I worry because time and again Hollywood has proven incapable of producing large numbers of writers who really understand the concepts behind science fiction. I fear that they will think the show is about peril and drama and the occasional belly laugh, different only that they're played out with six syllable words. Certainly it has these things, nearly every successful show does, but it also has a complexity found in very few other places. It has high-stakes puzzles that require brains and not brawn to solve. It has inside jokes that you can only get if you reach out to understand the game. It doesn't stop to explain the rules, assuming instead you're plenty smart enough to figure them out as they go along. Because really, you are.
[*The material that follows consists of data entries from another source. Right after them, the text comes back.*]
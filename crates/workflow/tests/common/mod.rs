//! Shared fixture: a deployment rooted in a temporary directory, wired to
//! recording fakes and an in-memory fact store.

#![allow(dead_code)]

use std::collections::BTreeMap;
use std::path::{Path, PathBuf};
use std::sync::Arc;

use drydock_events::{DispatchReport, EventBus, EventBusBuilder, FactStore, InMemoryFactStore, Trigger};
use drydock_workflow::fakes::Fakes;
use drydock_workflow::flags::facts;
use drydock_workflow::{register_reactions, ConfigSnapshot, Deployment, Layout};
use tempfile::TempDir;

pub type TestResult<T = ()> = Result<T, Box<dyn std::error::Error>>;

pub const IMAGE: &str = "registry.tar";

pub struct Harness {
    pub dir: TempDir,
    pub fakes: Fakes,
    pub store: Arc<InMemoryFactStore>,
    pub deployment: Arc<Deployment>,
    pub bus: EventBus,
}

pub fn pairs(values: &[(&str, &str)]) -> BTreeMap<String, String> {
    values
        .iter()
        .map(|(k, v)| ((*k).to_string(), (*v).to_string()))
        .collect()
}

pub fn layout_in(root: &Path) -> Layout {
    Layout {
        compose_file: root.join("charm/docker-compose.yml"),
        default_data_dir: root.join("var/lib/docker"),
        tls_cert: root.join("etc/ssl/certs/docker-registry.crt"),
        tls_key: root.join("etc/ssl/private/docker-registry.key"),
        htpasswd: root.join("usr/local/etc/htpasswd"),
        registry_config: root.join("usr/local/etc/registry.yaml"),
        ..Layout::default()
    }
}

pub struct HarnessBuilder {
    current: BTreeMap<String, String>,
    previous: Option<BTreeMap<String, String>>,
    flags: Vec<String>,
    image: bool,
}

impl HarnessBuilder {
    pub fn new() -> Self {
        Self {
            current: pairs(&[("registry_port", "5000"), ("registry_tag", "2")]),
            previous: None,
            flags: Vec::new(),
            image: true,
        }
    }

    pub fn current(mut self, values: &[(&str, &str)]) -> Self {
        self.current = pairs(values);
        self
    }

    pub fn previous(mut self, values: &[(&str, &str)]) -> Self {
        self.previous = Some(pairs(values));
        self
    }

    pub fn flags(mut self, flags: &[&str]) -> Self {
        self.flags = flags.iter().map(|f| (*f).to_string()).collect();
        self
    }

    pub fn without_image(mut self) -> Self {
        self.image = false;
        self
    }

    pub async fn build(self) -> TestResult<Harness> {
        let dir = tempfile::tempdir()?;
        let fakes = Fakes::new();
        if self.image {
            fakes.resources.attach("registry", dir.path().join(IMAGE));
        }

        let store = Arc::new(InMemoryFactStore::with_flags(self.flags));
        if let Some(previous) = &self.previous {
            store
                .set(facts::CONFIG_PREVIOUS, serde_json::to_string(previous)?)
                .await?;
        }
        let config = ConfigSnapshot::load(store.as_ref(), self.current).await?;

        let deployment = Arc::new(Deployment::new(fakes.host(), layout_in(dir.path()), config));
        let bus = register_reactions(EventBusBuilder::new(), &deployment)
            .with_store(store.clone())
            .build()?;

        Ok(Harness {
            dir,
            fakes,
            store,
            deployment,
            bus,
        })
    }
}

impl Harness {
    pub fn root(&self) -> &Path {
        self.dir.path()
    }

    pub fn data_dir(&self) -> PathBuf {
        self.deployment.layout.default_data_dir.clone()
    }

    /// Mount point inside the temporary root.
    pub fn mount(&self) -> PathBuf {
        self.root().join("srv/data")
    }

    pub fn new_data_dir(&self) -> PathBuf {
        self.mount().join("var/lib/docker")
    }

    pub async fn dispatch(&self, trigger: Trigger) -> TestResult<DispatchReport> {
        Ok(self.bus.dispatch(trigger).await?)
    }

    pub async fn attach(&self, mount: &Path) -> TestResult<DispatchReport> {
        self.dispatch(Trigger::StorageAttached {
            mount: mount.to_path_buf(),
        })
        .await
    }

    pub async fn is_set(&self, flag: &str) -> TestResult<bool> {
        Ok(self.bus.flags().await?.is_set(flag))
    }

    /// Populate the default data directory with a small tree.
    pub fn seed_data(&self) -> TestResult {
        let data = self.data_dir();
        std::fs::create_dir_all(data.join("volumes/registry/_data"))?;
        std::fs::write(data.join("volumes/registry/_data/blob"), b"layer-bytes")?;
        std::fs::write(data.join("engine-id"), b"abc123")?;
        Ok(())
    }
}

/// Every file under `root` with its contents, relative paths sorted.
pub fn snapshot_tree(root: &Path) -> TestResult<Vec<(PathBuf, Vec<u8>)>> {
    let mut out = Vec::new();
    walk(root, root, &mut out)?;
    out.sort();
    Ok(out)
}

fn walk(root: &Path, dir: &Path, out: &mut Vec<(PathBuf, Vec<u8>)>) -> TestResult {
    for entry in std::fs::read_dir(dir)? {
        let entry = entry?;
        let path = entry.path();
        if entry.file_type()?.is_dir() {
            walk(root, &path, out)?;
        } else {
            out.push((path.strip_prefix(root)?.to_path_buf(), std::fs::read(&path)?));
        }
    }
    Ok(())
}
Most of all the show, like all good science fiction, is as much about teaching as it is about entertaining, and I am deeply worried it will lose this once Sorkin is gone. The West Wing shows us in a truly dramatic fashion just how it all works. Idealized? Yes. Slanted? Of course. Condescending? Perhaps, at times. But really, that's not what science fiction is all about, and it's not what this show is about. Like all good science fiction, The West Wing gives us hope that the future will be better. It teaches us that it really is possible for the best and brightest to succeed, succeed in spite, because of, a humanity that we share with the characters on the screen. These are not gods, these are not the elite, these are simply people who in the face of unspeakable power and consequence still manage to make the world a better place, as best they know how.

In our government. Like I said, science fiction!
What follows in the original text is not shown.